A recent set of portraits doing the rounds of social media did a bang-up job of causing a storm in a virtual teacup.
One was of a twenty-something woman in a yellow bikini. There was one of a drop dead gorgeous young guy with an elegant sartorial style…in a crisp city smart suit and tie. Another photo showed a raunchy muscle man, who could have had the girls running wild…
Sexy, funny, successful…
It would be easy to get all sniffy and politically correct about some of these images. Do we really need any more sexualised or stereotyped portraits of women, corporatist or physically intimidating images of men? Haven’t we all had enough? In this case, such a reaction was exactly the point…
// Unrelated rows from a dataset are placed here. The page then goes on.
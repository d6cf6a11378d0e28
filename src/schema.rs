//! Normalized schema model
//!
//! The registry does not parse schema source text. An external loader yields
//! the declared concepts in this normalized form, typically as a JSON
//! document: object types with their fields, enum types with their values,
//! instance-dimension axes, and any disambiguating unit metadata.

use std::fs;
use std::path::Path;

use serde::{Deserialize, Serialize};

use crate::error::{RegistryError, Result};

/// A complete schema snapshot in normalized form
#[derive(Debug, Clone, Default, Serialize, Deserialize)]
pub struct SchemaModel {
    /// Declared object types
    #[serde(default)]
    pub objects: Vec<ObjectType>,
    /// Declared enum types
    #[serde(default)]
    pub enums: Vec<EnumType>,
}

/// An object type declaration
#[derive(Debug, Clone, Serialize, Deserialize)]
pub struct ObjectType {
    /// Type name (e.g., "Vehicle")
    pub name: String,
    /// Declared fields
    #[serde(default)]
    pub fields: Vec<Field>,
    /// Instance-dimension axes; empty for non-instanced types
    #[serde(default, skip_serializing_if = "Vec::is_empty")]
    pub instance_axes: Vec<InstanceAxis>,
}

impl ObjectType {
    /// Whether this type's identity is parameterized by an instance dimension
    pub fn has_instances(&self) -> bool {
        !self.instance_axes.is_empty()
    }
}

/// A field declaration on an object type
#[derive(Debug, Clone, Serialize, Deserialize)]
pub struct Field {
    /// Field name (e.g., "speed")
    pub name: String,
    /// Normalized datatype (e.g., "float", "string", "list[string]")
    pub data_type: String,
    /// Measurement unit, if declared
    #[serde(default, skip_serializing_if = "Option::is_none")]
    pub unit: Option<String>,
    /// Name of the enum type this field is typed as, if any
    #[serde(default, skip_serializing_if = "Option::is_none")]
    pub enum_type: Option<String>,
    /// Name of the object type this field nests, if any
    #[serde(default, skip_serializing_if = "Option::is_none")]
    pub object_type: Option<String>,
    /// Declared range minimum
    #[serde(default, skip_serializing_if = "Option::is_none")]
    pub minimum: Option<f64>,
    /// Declared range maximum
    #[serde(default, skip_serializing_if = "Option::is_none")]
    pub maximum: Option<f64>,
}

impl Field {
    /// Whether this field nests another object type (structural, not a leaf)
    pub fn is_object_ref(&self) -> bool {
        self.object_type.is_some()
    }

    /// Leaf fields are scalar- or enum-typed and carry a realization ID
    pub fn is_leaf(&self) -> bool {
        !self.is_object_ref()
    }

    /// Fields named "id" are identity plumbing, not concepts
    pub fn is_identity(&self) -> bool {
        self.name.eq_ignore_ascii_case("id")
    }
}

/// An enum type declaration
#[derive(Debug, Clone, Serialize, Deserialize)]
pub struct EnumType {
    /// Enum type name (e.g., "VehicleState")
    pub name: String,
    /// Declared values, in declaration order
    pub values: Vec<String>,
}

impl EnumType {
    /// Canonical rendering of the value set, independent of declaration order
    pub fn allowed_values(&self) -> String {
        let mut values = self.values.clone();
        values.sort();
        format!("[{}]", values.join(", "))
    }
}

/// One discrete classification axis of an instance dimension
#[derive(Debug, Clone, Serialize, Deserialize)]
pub struct InstanceAxis {
    /// Axis name (e.g., "row")
    pub name: String,
    /// Discrete axis values (e.g., ["Row1", "Row2"])
    pub values: Vec<String>,
}

impl SchemaModel {
    /// Load a normalized schema snapshot from a JSON file
    pub fn from_file(path: impl AsRef<Path>) -> Result<Self> {
        let path = path.as_ref();
        let content = fs::read_to_string(path)?;
        serde_json::from_str(&content).map_err(|e| RegistryError::MalformedInput {
            path: path.display().to_string(),
            detail: e.to_string(),
        })
    }

    /// Look up an enum type by name
    pub fn enum_type(&self, name: &str) -> Option<&EnumType> {
        self.enums.iter().find(|e| e.name == name)
    }
}

#[cfg(test)]
mod tests {
    use super::*;

    #[test]
    fn test_parse_minimal_model() {
        let json = r#"{
            "objects": [
                {
                    "name": "Vehicle",
                    "fields": [
                        { "name": "speed", "data_type": "float", "unit": "km/h" },
                        { "name": "state", "data_type": "string", "enum_type": "VehicleState" }
                    ]
                }
            ],
            "enums": [
                { "name": "VehicleState", "values": ["ON", "OFF"] }
            ]
        }"#;

        let model: SchemaModel = serde_json::from_str(json).unwrap();
        assert_eq!(model.objects.len(), 1);
        assert_eq!(model.enums.len(), 1);
        assert!(!model.objects[0].has_instances());
        assert!(model.objects[0].fields[0].is_leaf());
    }

    #[test]
    fn test_allowed_values_is_sorted() {
        let e = EnumType {
            name: "WindowState".to_string(),
            values: vec!["OPEN".to_string(), "CLOSED".to_string()],
        };
        assert_eq!(e.allowed_values(), "[CLOSED, OPEN]");
    }

    #[test]
    fn test_identity_field_detection() {
        let f = Field {
            name: "Id".to_string(),
            data_type: "string".to_string(),
            unit: None,
            enum_type: None,
            object_type: None,
            minimum: None,
            maximum: None,
        };
        assert!(f.is_identity());
    }
}
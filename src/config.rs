//! Configuration management for the concept registry
//!
//! Supports loading configuration from:
//! - Default values
//! - Config file (concepts.toml)
//! - Environment variables (CONCEPTS_*)
//!
//! ## Example config file (concepts.toml):
//! ```toml
//! [registry]
//! variant_ids = "./registry/variant_ids.json"
//! spec_history = "./registry/spec_history.json"
//! concept_uris = "./registry/concept_uris.json"
//!
//! [uri]
//! namespace = "https://example.org/vss#"
//! prefix = "ns"
//!
//! [idgen]
//! strict_mode = false
//!
//! [policy]
//! prune_removed = false
//! ```
//!
//! The configuration only feeds the CLI with defaults; library call
//! signatures still take namespace, prefix, and policies explicitly.

use config_crate::{Config, ConfigError, Environment, File};
use serde::{Deserialize, Serialize};
use std::path::PathBuf;

use crate::variant::PrunePolicy;

/// Main configuration for the concept registry
#[derive(Debug, Clone, Default, Serialize, Deserialize)]
pub struct ConceptConfig {
    /// Registry file locations
    #[serde(default)]
    pub registry: RegistryFiles,

    /// URI builder settings
    #[serde(default)]
    pub uri: UriConfig,

    /// ID generation settings
    #[serde(default)]
    pub idgen: IdGenConfig,

    /// Retention policy settings
    #[serde(default)]
    pub policy: PolicyConfig,
}

/// Locations of the persisted registry files
#[derive(Debug, Clone, Serialize, Deserialize)]
pub struct RegistryFiles {
    /// Variant ID file
    #[serde(default = "default_variant_ids_path")]
    pub variant_ids: PathBuf,

    /// Spec history file
    #[serde(default = "default_spec_history_path")]
    pub spec_history: PathBuf,

    /// Concept URI export
    #[serde(default = "default_concept_uris_path")]
    pub concept_uris: PathBuf,
}

/// URI builder defaults
#[derive(Debug, Clone, Serialize, Deserialize)]
pub struct UriConfig {
    /// Namespace the URIs are scoped to
    #[serde(default = "default_namespace")]
    pub namespace: String,

    /// Prefix used in the compact URI form
    #[serde(default = "default_prefix")]
    pub prefix: String,
}

/// ID generation defaults
#[derive(Debug, Clone, Default, Serialize, Deserialize)]
pub struct IdGenConfig {
    /// Case-sensitive canonical identifiers
    #[serde(default)]
    pub strict_mode: bool,
}

/// Retention policy defaults
#[derive(Debug, Clone, Default, Serialize, Deserialize)]
pub struct PolicyConfig {
    /// Drop entries for concepts removed from the schema
    #[serde(default)]
    pub prune_removed: bool,
}

impl PolicyConfig {
    /// The prune policy this configuration selects
    pub fn prune_policy(&self) -> PrunePolicy {
        if self.prune_removed {
            PrunePolicy::Prune
        } else {
            PrunePolicy::Retain
        }
    }
}

fn default_variant_ids_path() -> PathBuf {
    PathBuf::from("registry/variant_ids.json")
}

fn default_spec_history_path() -> PathBuf {
    PathBuf::from("registry/spec_history.json")
}

fn default_concept_uris_path() -> PathBuf {
    PathBuf::from("registry/concept_uris.json")
}

fn default_namespace() -> String {
    "https://example.org/vss#".to_string()
}

fn default_prefix() -> String {
    "ns".to_string()
}

impl Default for RegistryFiles {
    fn default() -> Self {
        Self {
            variant_ids: default_variant_ids_path(),
            spec_history: default_spec_history_path(),
            concept_uris: default_concept_uris_path(),
        }
    }
}

impl Default for UriConfig {
    fn default() -> Self {
        Self {
            namespace: default_namespace(),
            prefix: default_prefix(),
        }
    }
}

impl ConceptConfig {
    /// Load configuration from default locations
    pub fn load() -> Result<Self, ConfigError> {
        Self::load_from(None)
    }

    /// Load configuration from a specific file
    pub fn load_from(config_path: Option<&str>) -> Result<Self, ConfigError> {
        let mut builder = Config::builder();

        let config_locations = ["concepts.toml", ".concepts.toml", "config/concepts.toml"];
        for location in config_locations {
            builder = builder.add_source(File::with_name(location).required(false));
        }

        if let Some(path) = config_path {
            builder = builder.add_source(File::with_name(path).required(true));
        }

        builder = builder.add_source(
            Environment::with_prefix("CONCEPTS")
                .separator("__")
                .try_parsing(true),
        );

        let config = builder.build()?;
        config.try_deserialize()
    }

    /// Save configuration to a file
    pub fn save(&self, path: &str) -> std::io::Result<()> {
        let content = toml::to_string_pretty(self)
            .map_err(|e| std::io::Error::new(std::io::ErrorKind::InvalidData, e))?;
        std::fs::write(path, content)
    }
}

#[cfg(test)]
mod tests {
    use super::*;

    #[test]
    fn test_default_config() {
        let config = ConceptConfig::default();
        assert_eq!(config.uri.prefix, "ns");
        assert!(!config.idgen.strict_mode);
        assert_eq!(config.policy.prune_policy(), PrunePolicy::Retain);
    }

    #[test]
    fn test_serialize_config() {
        let config = ConceptConfig::default();
        let toml_str = toml::to_string_pretty(&config).unwrap();
        assert!(toml_str.contains("[registry]"));
        assert!(toml_str.contains("[uri]"));
    }

    #[test]
    fn test_prune_policy_selection() {
        let config = PolicyConfig { prune_removed: true };
        assert_eq!(config.prune_policy(), PrunePolicy::Prune);
    }
}
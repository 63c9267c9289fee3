//! qrforge - styled QR code generation with contact-card payloads
//!
//! This library turns a text payload - a raw URL/string or a contact
//! record serialized as a vCard 3.0 block - into a styled QR code PNG:
//! configurable size, colors, dot styles, and an optional centered logo
//! overlay.
//!
//! # Features
//!
//! - **Payload encoding**: deterministic vCard serialization with proper
//!   field escaping, derived on demand so user input is never overwritten
//! - **Styled rendering**: exact-size output, four dot styles, hex colors
//! - **Logo overlays**: margin, relative size, patch shape, dot masking
//! - **Verification**: rendered output is re-decoded to prove it scans
//!
//! # Example
//!
//! ```no_run
//! use qrforge::{ContactRecord, QrForge};
//!
//! #[tokio::main]
//! async fn main() -> qrforge::Result<()> {
//!     let mut forge = QrForge::for_contact(ContactRecord {
//!         name: "Ana".to_string(),
//!         last_name: "Ruiz".to_string(),
//!         ..Default::default()
//!     });
//!
//!     forge.load_logo("logo.png").await?;
//!     forge.save_png("contact-qr.png")?;
//!     Ok(())
//! }
//! ```

#![warn(missing_docs, rust_2024_compatibility)]

pub mod config;
pub mod error;
pub mod logging;
pub mod output;
pub mod payload;
pub mod render;
pub mod verify;

// Re-exports for convenience
pub use error::{Error, Result};

pub use config::{LogRotation, LoggingOptions, QrforgeConfig, RenderDefaults};
pub use payload::{ContactRecord, ContentMode, PayloadSource};
pub use render::{DotStyle, LogoOptions, LogoShape, QrRenderer, RenderOptions};

use image::RgbaImage;
use std::path::Path;

/// High-level interface combining payload source + render options
///
/// The embedded payload is derived from the source on every render, so
/// edits through the mutators can never leave a stale payload behind.
#[derive(Debug, Clone, Default)]
pub struct QrForge {
    /// Current content state (mode, raw text, contact record)
    pub source: PayloadSource,
    /// Current visual options
    pub options: RenderOptions,
}

impl QrForge {
    /// Create a generator for a raw text/URL payload
    pub fn for_text(text: impl Into<String>) -> Self {
        Self {
            source: PayloadSource::plain_text(text),
            options: RenderOptions::default(),
        }
    }

    /// Create a generator for a contact-card payload
    pub fn for_contact(record: ContactRecord) -> Self {
        Self {
            source: PayloadSource::contact(record),
            options: RenderOptions::default(),
        }
    }

    /// Switch the active content mode without touching either source
    pub fn set_mode(&mut self, mode: ContentMode) {
        self.source.mode = mode;
    }

    /// Replace the raw text source
    pub fn set_text(&mut self, text: impl Into<String>) {
        self.source.text = text.into();
    }

    /// Update the contact source field-by-field
    pub fn contact_mut(&mut self) -> &mut ContactRecord {
        &mut self.source.contact
    }

    /// Load a logo from a file and attach it to the render options
    ///
    /// A later call simply replaces the previous logo.
    pub async fn load_logo(&mut self, path: impl AsRef<Path>) -> Result<()> {
        let logo = LogoOptions::load(path).await?;
        self.options.logo = Some(logo);
        Ok(())
    }

    /// Remove any attached logo
    pub fn remove_logo(&mut self) {
        self.options.logo = None;
    }

    /// Derive the payload for the current mode
    pub fn payload(&self) -> String {
        self.source.payload()
    }

    /// Render the current payload with the current options
    pub fn render(&self) -> Result<RgbaImage> {
        let renderer = QrRenderer::for_options(&self.options);
        renderer.render(&self.payload(), &self.options)
    }

    /// Render and write a PNG file
    pub fn save_png(&self, path: impl AsRef<Path>) -> Result<()> {
        let image = self.render()?;
        output::write_png(&image, path)
    }

    /// Render, then decode the result and check it matches the payload
    pub fn verify(&self) -> Result<()> {
        let image = self.render()?;
        verify::round_trip(&image, &self.payload())
    }
}

#[cfg(test)]
mod tests {
    use super::*;

    #[test]
    fn test_render_tracks_contact_edits() {
        let mut forge = QrForge::for_contact(ContactRecord::default());
        let before = forge.payload();

        forge.contact_mut().name = "Ana".to_string();
        let after = forge.payload();

        assert_ne!(before, after);
        assert!(after.contains("FN:Ana "));
    }

    #[test]
    fn test_mode_switch_preserves_sources() {
        let mut forge = QrForge::for_text("https://example.com");
        forge.contact_mut().name = "Ana".to_string();

        forge.set_mode(ContentMode::Contact);
        assert!(forge.payload().starts_with("BEGIN:VCARD"));

        forge.set_mode(ContentMode::PlainText);
        assert_eq!(forge.payload(), "https://example.com");
        assert_eq!(forge.source.contact.name, "Ana");
    }

    #[test]
    fn test_render_and_verify() {
        let forge = QrForge::for_text("https://example.com");
        forge.verify().unwrap();
    }
}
…because all of these men and women had a disability, whether visually impaired models, amputees or wheelchair users. In other words they were sexy and disabled.
Who’s that person…
Whatever your opinion of these images, whether you find them sexy, regressive, clichéd, uncomfortable or whatever, you have an opinion – and it isn’t about a piece of engineering. The images of those disabled models pushed you to see past the wheelchair or the prosthetic to the individual.
This was very much the theme of Scope’s 2007 disability awareness campaign, ‘See The Person, Not The Disability’. As winner of the 2009 Cannes Grand Prix For Good, it went a significant way to challenging prevailing attitudes.
On the campaign trail
The campaign was committed to highlighting the barriers – attitudinal and institutional – which exclude people with disabilities from being seen as…guess what? People!
Why is it that individuals who are able to participate, and contribute to, professional and community life – no differently from anyone else – be excluded, treated differently or assumed to be in some way beyond it? Why can’t they be, feel and dress sexy? Why can’t they retain their intelligence? It’s like saying: cut the functionality switch, I have prosthetic legs now or use a wheelchair.
Scope for improvement
The Scope ads took the conventional iconography of disability and cleverly manipulated and subverted its appearance. They challenged the stereotypical narrative of disability.
A parking space marked with the traditional disability icon of a person in a wheelchair was augmented to show a person in a wheelchair working on an iPad. A sign for a disabled toilet was altered to show a person in a wheelchair playing saxophone. Productive, creative, smart.
Show your identity
There are no disabled people…although there are plenty of people living with disabilities: sexy, fun, successful, professionally challenged, irritating…human.